Un documento elaborato dall’episcopato tedesco nel 2000, tuttavia, può essere riletto oggi utilmente come un tentativo di aggiornare l’etica della pace sulla base della situazione storico-politica del dopo guerra fredda.

La fine dell’ordine mondiale basato sulla contrapposizione dei due grandi blocchi costruiti intorno al Patto atlantico e a quello di Varsavia, osservava il documento Pace giusta, presentato a Berlino l’11 ottobre 2000 dall’allora presidente della Conferenza episcopale tedesca mons. K. Lehmann e dall’allora vescovo di Limburg F. Kamphaus, ha prodotto una nuova configurazione dei conflitti: da una contrapposizione armata fra stati diversi a guerre o situazioni di latente belligeranza interne a uno stato.

Ne conseguiva secondo l’episcopato tedesco la necessità di ridefinire i procedimenti politici, giuridici ed economici in grado di sviluppare dinamiche e relazioni di pace in seno alla società globalizzata.

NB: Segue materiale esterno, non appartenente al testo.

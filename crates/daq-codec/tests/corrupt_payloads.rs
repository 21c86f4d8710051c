//! Corrupted or truncated payloads must surface as errors, never panics.

use daq_codec::{decode, encode, CodecError};
use daq_core::{CodecKind, CodecParams, ElementType};
use proptest::prelude::*;

const CODECS: [CodecKind; 3] = [CodecKind::Bslz4, CodecKind::Lz4, CodecKind::Blosc];

fn frame_bytes() -> Vec<u8> {
    (0..4096u32)
        .flat_map(|i| ((i % 64) as u16 + (i / 512) as u16).to_le_bytes())
        .collect()
}

proptest! {
    #[test]
    fn arbitrary_bytes_never_panic(payload in proptest::collection::vec(any::<u8>(), 0..2048)) {
        for codec in CODECS {
            let _ = decode(&payload, codec, 1024, ElementType::U16);
        }
    }

    #[test]
    fn bit_flips_are_detected_or_decode_to_right_size(
        index in 0usize..1_000,
        flip in 1u8..=255,
    ) {
        let raw = frame_bytes();
        for codec in CODECS {
            let mut payload = encode(&raw, codec, ElementType::U16, &CodecParams::default()).unwrap();
            let i = index % payload.len();
            payload[i] ^= flip;
            if let Ok(buffer) = decode(&payload, codec, raw.len() as u64, ElementType::U16) {
                prop_assert_eq!(buffer.len(), raw.len() / 2);
            }
        }
    }

    #[test]
    fn truncation_is_rejected(cut in 1usize..64) {
        let raw = frame_bytes();
        for codec in CODECS {
            let payload = encode(&raw, codec, ElementType::U16, &CodecParams::default()).unwrap();
            let keep = payload.len().saturating_sub(cut);
            prop_assert!(decode(&payload[..keep], codec, raw.len() as u64, ElementType::U16).is_err());
        }
    }
}

#[test]
fn decode_failure_names_the_codec() {
    let err = decode(&[0xde, 0xad], CodecKind::Blosc, 8, ElementType::U8).unwrap_err();
    assert!(matches!(err, CodecError::DecodeFailure { codec: CodecKind::Blosc, .. }));
    assert!(err.to_string().starts_with("blosc decode failed"));
}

L’impiego di procedure preventive e di accompagnamenti mirati in situazioni post-conflittuali, l’imperativo evangelico per la Chiesa a essere luogo storico in cui si risolvono i conflitti senza ricorrere alla violenza, e una severa valutazione dello strumento internazionale dell’ingerenza umanitaria, sia per quanto riguarda la sua copertura in sede di diritto internazionale, sia rispetto alla valutazione morale della Chiesa, erano tra i punti maggiori della riflessione.

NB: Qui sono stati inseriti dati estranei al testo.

//! Blosc1 container.
//!
//! Layout of a compressed buffer:
//!
//! ```text
//! 0      version        u8
//! 1      versionlz      u8
//! 2      flags          u8   0x1 shuffle, 0x2 memcpyed, 0x4 bitshuffle,
//!                            0x8 delta, 0x10 don't split, 0xe0 compressor
//! 3      typesize       u8
//! 4..8   nbytes         u32 LE  uncompressed size
//! 8..12  blocksize      u32 LE
//! 12..16 cbytes         u32 LE  total compressed size including header
//! 16..   bstarts        u32 LE per block, offset of its first stream
//! ```
//!
//! Each block is stored as one stream, or as `typesize` streams (one per byte
//! position) when it is split. A stream is an `i32` LE length followed by an
//! LZ4 block, or by raw bytes when the length equals the stream size.

use crate::bitshuffle;
use crate::error::{CodecError, CodecResult};
use crate::lz4::decompress_block_into;
use crate::shuffle;
use daq_core::CodecKind;

const HEADER_LEN: usize = 16;
const FLAG_SHUFFLE: u8 = 0x1;
const FLAG_MEMCPYED: u8 = 0x2;
const FLAG_BITSHUFFLE: u8 = 0x4;
const FLAG_DELTA: u8 = 0x8;
const FLAG_DONT_SPLIT: u8 = 0x10;
const COMPRESSOR_LZ4: u8 = 1;
const MAX_SPLITS: usize = 16;
const MIN_SPLIT_ELEMENTS: usize = 128;
/// Format version whose bitshuffle leaves non-multiple-of-8 blocks unshuffled.
const LEGACY_BITSHUFFLE_VERSION: u8 = 2;
/// Format version written by [`encode`].
const FORMAT_VERSION: u8 = 3;
const DEFAULT_BLOCK_BYTES: usize = 64 * 1024;

/// Shuffle filter applied before compression.
#[derive(Debug, Clone, Copy, PartialEq, Eq, Default)]
pub enum Filter {
    /// No filter.
    None,
    /// Byte shuffle.
    #[default]
    Shuffle,
    /// Bit shuffle.
    BitShuffle,
}

/// Parsed container header.
#[derive(Debug, Clone, Copy, PartialEq, Eq)]
pub struct Header {
    /// Container format version.
    pub version: u8,
    /// Raw flag byte.
    pub flags: u8,
    /// Element size used by the shuffle filters.
    pub typesize: usize,
    /// Uncompressed size.
    pub nbytes: usize,
    /// Uncompressed bytes per block.
    pub blocksize: usize,
    /// Total compressed size, header included.
    pub cbytes: usize,
}

impl Header {
    /// Parse and sanity-check the 16-byte header.
    pub fn parse(payload: &[u8]) -> CodecResult<Self> {
        if payload.len() < HEADER_LEN {
            return Err(failure(format!(
                "buffer of {} bytes is shorter than the header",
                payload.len()
            )));
        }
        let header = Header {
            version: payload[0],
            flags: payload[2],
            typesize: payload[3] as usize,
            nbytes: read_u32(payload, 4) as usize,
            blocksize: read_u32(payload, 8) as usize,
            cbytes: read_u32(payload, 12) as usize,
        };
        if header.cbytes > payload.len() {
            return Err(failure(format!(
                "header declares {} compressed bytes, buffer holds {}",
                header.cbytes,
                payload.len()
            )));
        }
        Ok(header)
    }

    /// Inner compressor code.
    pub fn compressor(&self) -> u8 {
        (self.flags & 0xe0) >> 5
    }

    fn memcpyed(&self) -> bool {
        self.flags & FLAG_MEMCPYED != 0
    }
}

fn failure(reason: impl Into<String>) -> CodecError {
    CodecError::failure(CodecKind::Blosc, reason)
}

fn read_u32(buf: &[u8], offset: usize) -> u32 {
    u32::from_le_bytes([buf[offset], buf[offset + 1], buf[offset + 2], buf[offset + 3]])
}

fn split_block(flags: u8, typesize: usize, bsize: usize, leftover_block: bool) -> bool {
    flags & FLAG_DONT_SPLIT == 0
        && typesize <= MAX_SPLITS
        && typesize > 0
        && bsize / typesize >= MIN_SPLIT_ELEMENTS
        && !leftover_block
}

/// Decode a blosc buffer into exactly `uncompressed_size` bytes.
pub fn decode(payload: &[u8], uncompressed_size: usize) -> CodecResult<Vec<u8>> {
    let header = Header::parse(payload)?;
    if header.nbytes != uncompressed_size {
        return Err(CodecError::SizeMismatch {
            expected: uncompressed_size,
            actual: header.nbytes,
        });
    }

    if header.memcpyed() {
        let body = payload
            .get(HEADER_LEN..HEADER_LEN + header.nbytes)
            .ok_or_else(|| failure("memcpyed buffer truncated"))?;
        return Ok(body.to_vec());
    }
    if header.flags & FLAG_DELTA != 0 {
        return Err(failure("delta coding is not supported"));
    }
    if header.compressor() != COMPRESSOR_LZ4 {
        return Err(failure(format!(
            "inner compressor {} is not supported, only LZ4",
            header.compressor()
        )));
    }
    if header.nbytes == 0 {
        return Ok(Vec::new());
    }
    if header.blocksize == 0 {
        return Err(failure("zero block size"));
    }

    let nblocks = header.nbytes.div_ceil(header.blocksize);
    let leftover = header.nbytes % header.blocksize;
    let bstarts_end = HEADER_LEN + nblocks * 4;
    if bstarts_end > header.cbytes {
        return Err(failure("block offset table truncated"));
    }
    let data = &payload[..header.cbytes];

    let mut out = vec![0u8; header.nbytes];
    let mut scratch = vec![0u8; header.blocksize.min(header.nbytes)];
    for block in 0..nblocks {
        let leftover_block = block == nblocks - 1 && leftover > 0;
        let bsize = if leftover_block { leftover } else { header.blocksize };
        let start = read_u32(data, HEADER_LEN + block * 4) as usize;
        if start < bstarts_end || start > data.len() {
            return Err(failure(format!("block {block} offset {start} out of range")));
        }
        let dest = &mut out[block * header.blocksize..block * header.blocksize + bsize];
        decode_block(&header, &data[start..], bsize, leftover_block, dest, &mut scratch[..bsize])
            .map_err(|e| match e {
                CodecError::DecodeFailure { reason, .. } => failure(format!("block {block}: {reason}")),
                other => other,
            })?;
    }
    Ok(out)
}

fn decode_block(
    header: &Header,
    mut src: &[u8],
    bsize: usize,
    leftover_block: bool,
    dest: &mut [u8],
    scratch: &mut [u8],
) -> CodecResult<()> {
    let filtered = header.flags & (FLAG_SHUFFLE | FLAG_BITSHUFFLE) != 0;
    let nsplits = if split_block(header.flags, header.typesize, bsize, leftover_block) {
        header.typesize
    } else {
        1
    };
    let neblock = bsize / nsplits;

    {
        let target: &mut [u8] = if filtered { &mut *scratch } else { &mut *dest };
        for split in 0..nsplits {
            let len = src
                .get(..4)
                .map(|b| i32::from_le_bytes([b[0], b[1], b[2], b[3]]))
                .ok_or_else(|| failure("stream length truncated"))?;
            src = &src[4..];
            let len = usize::try_from(len).map_err(|_| failure("negative stream length"))?;
            let stream = src
                .get(..len)
                .ok_or_else(|| failure(format!("stream declares {len} bytes, {} remain", src.len())))?;
            src = &src[len..];

            let out = &mut target[split * neblock..(split + 1) * neblock];
            if len == neblock {
                out.copy_from_slice(stream);
            } else {
                decompress_block_into(CodecKind::Blosc, stream, out)?;
            }
        }
    }

    if !filtered {
        return Ok(());
    }
    if header.flags & FLAG_SHUFFLE != 0 {
        shuffle::unshuffle_into(header.typesize, scratch, dest);
    } else {
        bit_unshuffle(header, scratch, dest);
    }
    Ok(())
}

fn bit_unshuffle(header: &Header, src: &[u8], dest: &mut [u8]) {
    let typesize = header.typesize.max(1);
    let elements = src.len() / typesize;
    if header.version <= LEGACY_BITSHUFFLE_VERSION && elements % bitshuffle::BLOCKED_MULT != 0 {
        dest.copy_from_slice(src);
        return;
    }
    let whole = (elements - elements % bitshuffle::BLOCKED_MULT) * typesize;
    bitshuffle::unshuffle_into(&src[..whole], typesize, &mut dest[..whole]);
    dest[whole..].copy_from_slice(&src[whole..]);
}

fn bit_shuffle(typesize: usize, src: &[u8]) -> Vec<u8> {
    let elements = src.len() / typesize;
    let whole = (elements - elements % bitshuffle::BLOCKED_MULT) * typesize;
    let mut out = bitshuffle::shuffle(&src[..whole], typesize);
    out.extend_from_slice(&src[whole..]);
    out
}

/// Encode raw bytes into a blosc buffer with the LZ4 inner compressor.
///
/// `block_size` defaults to 64 KiB, rounded down to a multiple of `typesize`.
pub fn encode(
    raw: &[u8],
    typesize: usize,
    filter: Filter,
    block_size: Option<usize>,
) -> CodecResult<Vec<u8>> {
    if typesize == 0 || typesize > u8::MAX as usize {
        return Err(failure(format!("typesize {typesize} out of range")));
    }
    let nbytes = u32::try_from(raw.len()).map_err(|_| failure("buffer exceeds 4 GiB"))?;
    let blocksize = block_size.unwrap_or(DEFAULT_BLOCK_BYTES).min(raw.len()).max(1);
    let blocksize = (blocksize - blocksize % typesize).max(typesize.min(raw.len()).max(1));

    let mut flags = COMPRESSOR_LZ4 << 5;
    flags |= match filter {
        Filter::None => 0,
        Filter::Shuffle => FLAG_SHUFFLE,
        Filter::BitShuffle => FLAG_BITSHUFFLE,
    };

    let nblocks = raw.len().div_ceil(blocksize);
    let mut out = vec![0u8; HEADER_LEN + nblocks * 4];
    for (block, chunk) in raw.chunks(blocksize).enumerate() {
        let offset = out.len() as u32;
        out[HEADER_LEN + block * 4..HEADER_LEN + block * 4 + 4].copy_from_slice(&offset.to_le_bytes());

        let leftover_block = chunk.len() < blocksize;
        let filtered = match filter {
            Filter::None => chunk.to_vec(),
            Filter::Shuffle => shuffle::shuffle(typesize, chunk),
            Filter::BitShuffle => bit_shuffle(typesize, chunk),
        };
        let nsplits = if split_block(flags, typesize, chunk.len(), leftover_block) {
            typesize
        } else {
            1
        };
        for stream in filtered.chunks(chunk.len() / nsplits) {
            let compressed = lz4_flex::block::compress(stream);
            if compressed.is_empty() || compressed.len() >= stream.len() {
                out.extend_from_slice(&(stream.len() as i32).to_le_bytes());
                out.extend_from_slice(stream);
            } else {
                out.extend_from_slice(&(compressed.len() as i32).to_le_bytes());
                out.extend_from_slice(&compressed);
            }
        }
    }

    if out.len() >= raw.len() + HEADER_LEN {
        out.truncate(HEADER_LEN);
        out.extend_from_slice(raw);
        flags |= FLAG_MEMCPYED;
    }

    let cbytes = out.len() as u32;
    out[0] = FORMAT_VERSION;
    out[1] = 1;
    out[2] = flags;
    out[3] = typesize as u8;
    out[4..8].copy_from_slice(&nbytes.to_le_bytes());
    out[8..12].copy_from_slice(&(blocksize as u32).to_le_bytes());
    out[12..16].copy_from_slice(&cbytes.to_le_bytes());
    Ok(out)
}

#[cfg(test)]
mod tests {
    use super::*;

    fn detector_u16(n: usize) -> Vec<u8> {
        (0..n).flat_map(|i| ((i % 97) as u16 * 3).to_le_bytes()).collect()
    }

    #[test]
    fn test_header_parse() {
        let raw = detector_u16(4096);
        let payload = encode(&raw, 2, Filter::Shuffle, None).unwrap();
        let header = Header::parse(&payload).unwrap();
        assert_eq!(header.typesize, 2);
        assert_eq!(header.nbytes, raw.len());
        assert_eq!(header.cbytes, payload.len());
        assert_eq!(header.compressor(), COMPRESSOR_LZ4);
    }

    #[test]
    fn test_decode_each_filter() {
        let raw = detector_u16(50_000);
        for filter in [Filter::None, Filter::Shuffle, Filter::BitShuffle] {
            let payload = encode(&raw, 2, filter, Some(16 * 1024)).unwrap();
            assert!(payload.len() < raw.len(), "{filter:?} did not compress");
            assert_eq!(decode(&payload, raw.len()).unwrap(), raw, "{filter:?}");
        }
    }

    #[test]
    fn test_leftover_block_with_odd_elements() {
        // 1003 u32 elements with 1000-byte blocks: last block is 12 bytes.
        let raw: Vec<u8> = (0..1003u32).flat_map(|v| (v / 7).to_le_bytes()).collect();
        for filter in [Filter::Shuffle, Filter::BitShuffle] {
            let payload = encode(&raw, 4, filter, Some(1000)).unwrap();
            assert_eq!(decode(&payload, raw.len()).unwrap(), raw, "{filter:?}");
        }
    }

    #[test]
    fn test_incompressible_buffer_is_memcpyed() {
        let raw: Vec<u8> = (0..64u32).map(|i| (i.wrapping_mul(2_654_435_761) >> 24) as u8).collect();
        let payload = encode(&raw, 1, Filter::None, None).unwrap();
        assert_ne!(payload[2] & FLAG_MEMCPYED, 0);
        assert_eq!(payload.len(), HEADER_LEN + raw.len());
        assert_eq!(decode(&payload, raw.len()).unwrap(), raw);
    }

    #[test]
    fn test_declared_size_mismatch() {
        let raw = detector_u16(1024);
        let payload = encode(&raw, 2, Filter::Shuffle, None).unwrap();
        let err = decode(&payload, raw.len() + 2).unwrap_err();
        assert!(matches!(err, CodecError::SizeMismatch { .. }));
    }

    #[test]
    fn test_unsupported_compressor_rejected() {
        let raw = detector_u16(1024);
        let mut payload = encode(&raw, 2, Filter::Shuffle, None).unwrap();
        // zstd
        payload[2] = (payload[2] & 0x1f) | (4 << 5);
        let err = decode(&payload, raw.len()).unwrap_err();
        match err {
            CodecError::DecodeFailure { reason, .. } => assert!(reason.contains("compressor 4")),
            other => panic!("unexpected {other:?}"),
        }
    }

    #[test]
    fn test_delta_rejected() {
        let raw = detector_u16(1024);
        let mut payload = encode(&raw, 2, Filter::Shuffle, None).unwrap();
        payload[2] |= FLAG_DELTA;
        let err = decode(&payload, raw.len()).unwrap_err();
        assert!(matches!(err, CodecError::DecodeFailure { codec: CodecKind::Blosc, .. }));
    }

    #[test]
    fn test_truncated_buffer_rejected() {
        let raw = detector_u16(4096);
        let payload = encode(&raw, 2, Filter::Shuffle, None).unwrap();
        assert!(decode(&payload[..payload.len() - 10], raw.len()).is_err());
        assert!(decode(&payload[..8], raw.len()).is_err());
    }
}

Essa cercava tra l’altro di chiarire le conseguenze derivanti dal fatto di accordare la precedenza alla prevenzione non violenta dei conflitti; le esigenze derivanti dal dovere di promuovere uno sviluppo umanamente giusto e duraturo nei paesi del Sud del mondo; l’importanza della costruzione della fiducia e dell’elaborazione delle sofferenze e delle colpe passate nella prevenzione e risanamento dei conflitti; le modalità di un ulteriore sviluppo delle forme di collaborazione internazionale; le sfide poste dal disarmo e dal controllo degli armamenti. E infine il ruolo del cambiamento climatico nella minaccia alla pace. Tutte sfide che sono rimaste più o meno inaffrontate nel ventennio successivo, e che oggi ci troviamo di fronte ovviamente aggravate.

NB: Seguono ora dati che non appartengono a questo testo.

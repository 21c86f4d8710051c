//! Shared hard limits to prevent unbounded allocations or payload growth.
//!
//! This module centralizes:
//! - Payload size limits (frames, declared uncompressed sizes)
//! - Default bounds for queues and bursts
//! - The window used for frame rate estimation
//!
//! Using centralized constants ensures consistency across the decoder, the
//! association engine and the cache.

use crate::error::DaqError;
use std::time::Duration;

// =============================================================================
// Timing
// =============================================================================

/// Duration window for frame rate calculation (1 second).
///
/// Frame arrival instants older than this are discarded when computing
/// the current frames-per-second rate.
pub const FPS_WINDOW: Duration = Duration::from_secs(1);

// =============================================================================
// Queue Limits
// =============================================================================

/// Default per-channel metadata queue capacity.
///
/// Metadata is drained to the freshest value on every frame, so a handful of
/// slots is enough to absorb bursts between two frames.
pub const DEFAULT_QUEUE_CAPACITY: usize = 8;

/// Default number of consecutive decode failures reported as a burst.
pub const DEFAULT_DECODE_BURST_THRESHOLD: u32 = 10;

/// Upper bound on records held by one cache ring.
///
/// Ring slots are allocated up front, so the configured capacity is bounded
/// before construction.
pub const MAX_CACHE_RECORDS: usize = 1_000_000;

// =============================================================================
// Size Limits
// =============================================================================

/// Maximum allowed decoded frame size in bytes (default: 100MB).
pub const MAX_FRAME_BYTES: usize = 100 * 1024 * 1024;
/// Maximum supported extent of a single frame dimension.
pub const MAX_FRAME_DIMENSION: u32 = 65_536;

/// Validated frame sizing information.
#[derive(Debug, Clone, Copy, PartialEq, Eq)]
pub struct FrameSize {
    /// Number of elements.
    pub elements: usize,
    /// Size in bytes.
    pub bytes: usize,
}

/// Validate frame dimensions and calculate element/byte sizes safely.
///
/// An empty dimension list describes a zero-dimensional frame with one element.
pub fn validate_frame_size(dims: &[u32], element_size: usize) -> Result<FrameSize, DaqError> {
    let mut elements: usize = 1;
    for &extent in dims {
        if extent > MAX_FRAME_DIMENSION {
            return Err(DaqError::DimensionTooLarge {
                extent,
                max_dimension: MAX_FRAME_DIMENSION,
            });
        }
        elements = elements
            .checked_mul(extent as usize)
            .ok_or(DaqError::SizeOverflow {
                context: "frame element count",
            })?;
    }

    let bytes = elements
        .checked_mul(element_size)
        .ok_or(DaqError::SizeOverflow {
            context: "frame byte size",
        })?;

    if bytes > MAX_FRAME_BYTES {
        return Err(DaqError::FrameTooLarge {
            bytes: bytes as u64,
            max_bytes: MAX_FRAME_BYTES,
        });
    }

    Ok(FrameSize { elements, bytes })
}

/// Validate a declared uncompressed size before allocating an output buffer.
pub fn validate_declared_size(uncompressed_size: u64) -> Result<usize, DaqError> {
    if uncompressed_size > MAX_FRAME_BYTES as u64 {
        return Err(DaqError::FrameTooLarge {
            bytes: uncompressed_size,
            max_bytes: MAX_FRAME_BYTES,
        });
    }
    usize::try_from(uncompressed_size).map_err(|_| DaqError::SizeOverflow {
        context: "declared uncompressed size",
    })
}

Nel testo si riflette anche sulla Chiesa e i suoi doveri. Infatti «il maggior contributo che la Chiesa può offrire alla pace nel mondo è quello di diventare in se stessa “sacramento di pace”, segno al quale possa guardare, nella sua ricerca della pace, una creazione profondamente intrisa di violenza. Dobbiamo chiederci, facendo autocritica, se questo segno sia riconoscibile».